The Queen's in Burma 1943-1945

1st Bn The Queen's In Arakan

Chapter 2

Training in the Teknaf Peninsula

The Battalion moved to the Teknaf Peninsula in the Arakan in August 1943, and while they were there they were able to absorb a draft of 100 officers and men who had arrived direct from England. These reinforcements had been several weeks on the move, and had no experience of the climatic conditions and no jungle training. It was greatly to their credit that they settled down so well and so quickly.

During this period D Company had a standing patrol on a track, the place was marked on the map as Elephant Point. It lived up to its name. No animals had been seen, but one afternoon a wireless message was received at Battalion Headquarters that the patrol had been forced to move from their position by a herd of elephants which had rampaged through their camp, scattering and trampling on equipment.

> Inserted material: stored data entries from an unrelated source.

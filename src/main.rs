#![warn(clippy::pedantic)]
#![warn(clippy::nursery)]

use std::env;
use std::path::Path;

use kukaya_shell::{ApiClient, LifecycleState, Result, ShellConfig, ShellWorker};

/// A parsed command-line invocation.
#[derive(Debug, PartialEq, Eq)]
enum Command {
    /// Install and activate the offline cache.
    Warm,
    /// Request an OTP for a phone number.
    RequestOtp(String),
    /// Verify an OTP and log in.
    VerifyOtp(String, String),
    /// Fetch the profile for a saved session token.
    Profile(String),
}

fn parse_command(args: &[String]) -> Option<Command> {
    match args.first().map(String::as_str) {
        Some("warm") if args.len() == 1 => Some(Command::Warm),
        Some("request-otp") if args.len() == 2 => Some(Command::RequestOtp(args[1].clone())),
        Some("verify-otp") if args.len() == 3 => {
            Some(Command::VerifyOtp(args[1].clone(), args[2].clone()))
        }
        Some("profile") if args.len() == 2 => Some(Command::Profile(args[1].clone())),
        _ => None,
    }
}

fn usage() -> ! {
    eprintln!("Usage: kukaya <command>");
    eprintln!();
    eprintln!("Commands:");
    eprintln!("  warm                       install and activate the offline cache");
    eprintln!("  request-otp <phone>        request a login code");
    eprintln!("  verify-otp <phone> <otp>   verify the code and log in");
    eprintln!("  profile <token>            fetch the session's user profile");
    eprintln!();
    eprintln!("Set KUKAYA_CONFIG to point at a shell.toml to override defaults.");
    std::process::exit(1);
}

fn load_config() -> Result<ShellConfig> {
    match env::var("KUKAYA_CONFIG") {
        Ok(path) => ShellConfig::load(Path::new(&path)),
        Err(_) => ShellConfig::load_default(),
    }
}

async fn warm(config: ShellConfig) -> Result<()> {
    let worker = ShellWorker::new(config)?;
    worker.install().await?;
    if worker.state() != LifecycleState::Active {
        worker.activate().await?;
    }
    println!(
        "cache generation {} is {}",
        worker.config().generation(),
        worker.state()
    );
    Ok(())
}

async fn request_otp(config: &ShellConfig, phone: &str) -> Result<()> {
    let client = ApiClient::new(&config.api_base_url)?;
    let challenge = client.request_otp(phone).await?;
    println!("{}", challenge.message);
    if let Some(otp) = challenge.dev_otp {
        println!("dev-mode OTP: {otp}");
    }
    Ok(())
}

async fn verify_otp(config: &ShellConfig, phone: &str, otp: &str) -> Result<()> {
    let mut client = ApiClient::new(&config.api_base_url)?;
    let session = client.verify_otp(phone, otp).await?;
    if session.created {
        println!("new account created for {}", session.user.phone);
    }
    println!("logged in as {} ({})", session.user.phone, session.user.role);
    if let Some(token) = client.token() {
        println!("session token: {token}");
    }
    Ok(())
}

async fn profile(config: &ShellConfig, token: &str) -> Result<()> {
    let mut client = ApiClient::new(&config.api_base_url)?;
    client.set_token(token);
    let user = client.profile().await?;
    println!("{} ({}), id {}", user.phone, user.role, user.id);
    Ok(())
}

#[tokio::main]
async fn main() -> Result<()> {
    env_logger::init();

    let args: Vec<String> = env::args().skip(1).collect();
    let Some(command) = parse_command(&args) else {
        usage();
    };

    let config = load_config()?;
    match command {
        Command::Warm => warm(config).await,
        Command::RequestOtp(phone) => request_otp(&config, &phone).await,
        Command::VerifyOtp(phone, otp) => verify_otp(&config, &phone, &otp).await,
        Command::Profile(token) => profile(&config, &token).await,
    }
}

#[cfg(test)]
mod tests {
    use super::*;

    fn args(parts: &[&str]) -> Vec<String> {
        parts.iter().map(ToString::to_string).collect()
    }

    #[test]
    fn parse_warm() {
        assert_eq!(parse_command(&args(&["warm"])), Some(Command::Warm));
    }

    #[test]
    fn parse_request_otp() {
        assert_eq!(
            parse_command(&args(&["request-otp", "+255700000001"])),
            Some(Command::RequestOtp("+255700000001".to_string()))
        );
    }

    #[test]
    fn parse_verify_otp() {
        assert_eq!(
            parse_command(&args(&["verify-otp", "+255700000001", "4821"])),
            Some(Command::VerifyOtp(
                "+255700000001".to_string(),
                "4821".to_string()
            ))
        );
    }

    #[test]
    fn reject_unknown_or_malformed() {
        assert_eq!(parse_command(&args(&[])), None);
        assert_eq!(parse_command(&args(&["bogus"])), None);
        assert_eq!(parse_command(&args(&["request-otp"])), None);
        assert_eq!(parse_command(&args(&["warm", "extra"])), None);
        assert_eq!(parse_command(&args(&["verify-otp", "+255700000001"])), None);
    }
}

While based at Teknaf many patrols were carried out, it was splendid training as the Battalion lived under operational conditions though not actually in contact with any active enemy. Supplies had either to be carried over a mud road which, as the rains were not yet over, was impassable six days out of seven, or by local boat (sampans) up the marshy creeks off the Naf river. From here they had to be manhandled or carried on mules through the swamp and mud to camp.

The fighting for Awlanbyn

On the 26th November orders were received for the Brigade to capture the road from Maungdaw to Buthidaung. On the 1st December the other two Battalions in 33 Brigade, 4/1st Gurkha Rifles and the 4/15 Punjab Regiment, attacked the Awlanbyn West feature and later that afternoon Band C Companies of the Queen's were ordered to move on to Awlanbyn East after dark. B Company, commanded by captain M A Lowry, were to make for Ngakragyaung and C Company, Captain J A Hamilton, on to Point 206. If opposition was strong they were to withdraw.

The two companies moved off at 2000 hours crossing about 1000 yards of paddy. B Company ran into strong opposition and accordingly withdrew. They were counter attacked by a Japanese patrol as they returned to their own position. The Japanese leader killed two men with his sword before being despatched by Corporal Cunningham with his Tommy gun. The enemy patrol persisted and under a shower of grenades managed to get their casualties away, except for their leader.

map of the mayu range, burma

C Company got on to Point 206 unopposed, but as B Company had already met the enemy in strength, they were ordered at 0400 hours to withdraw. Unfortunately, this order did not reach Captain Hamilton until dawn, by which time his company was being fiercely attacked. In fact, the night's operations had stirred up a hornet's nest.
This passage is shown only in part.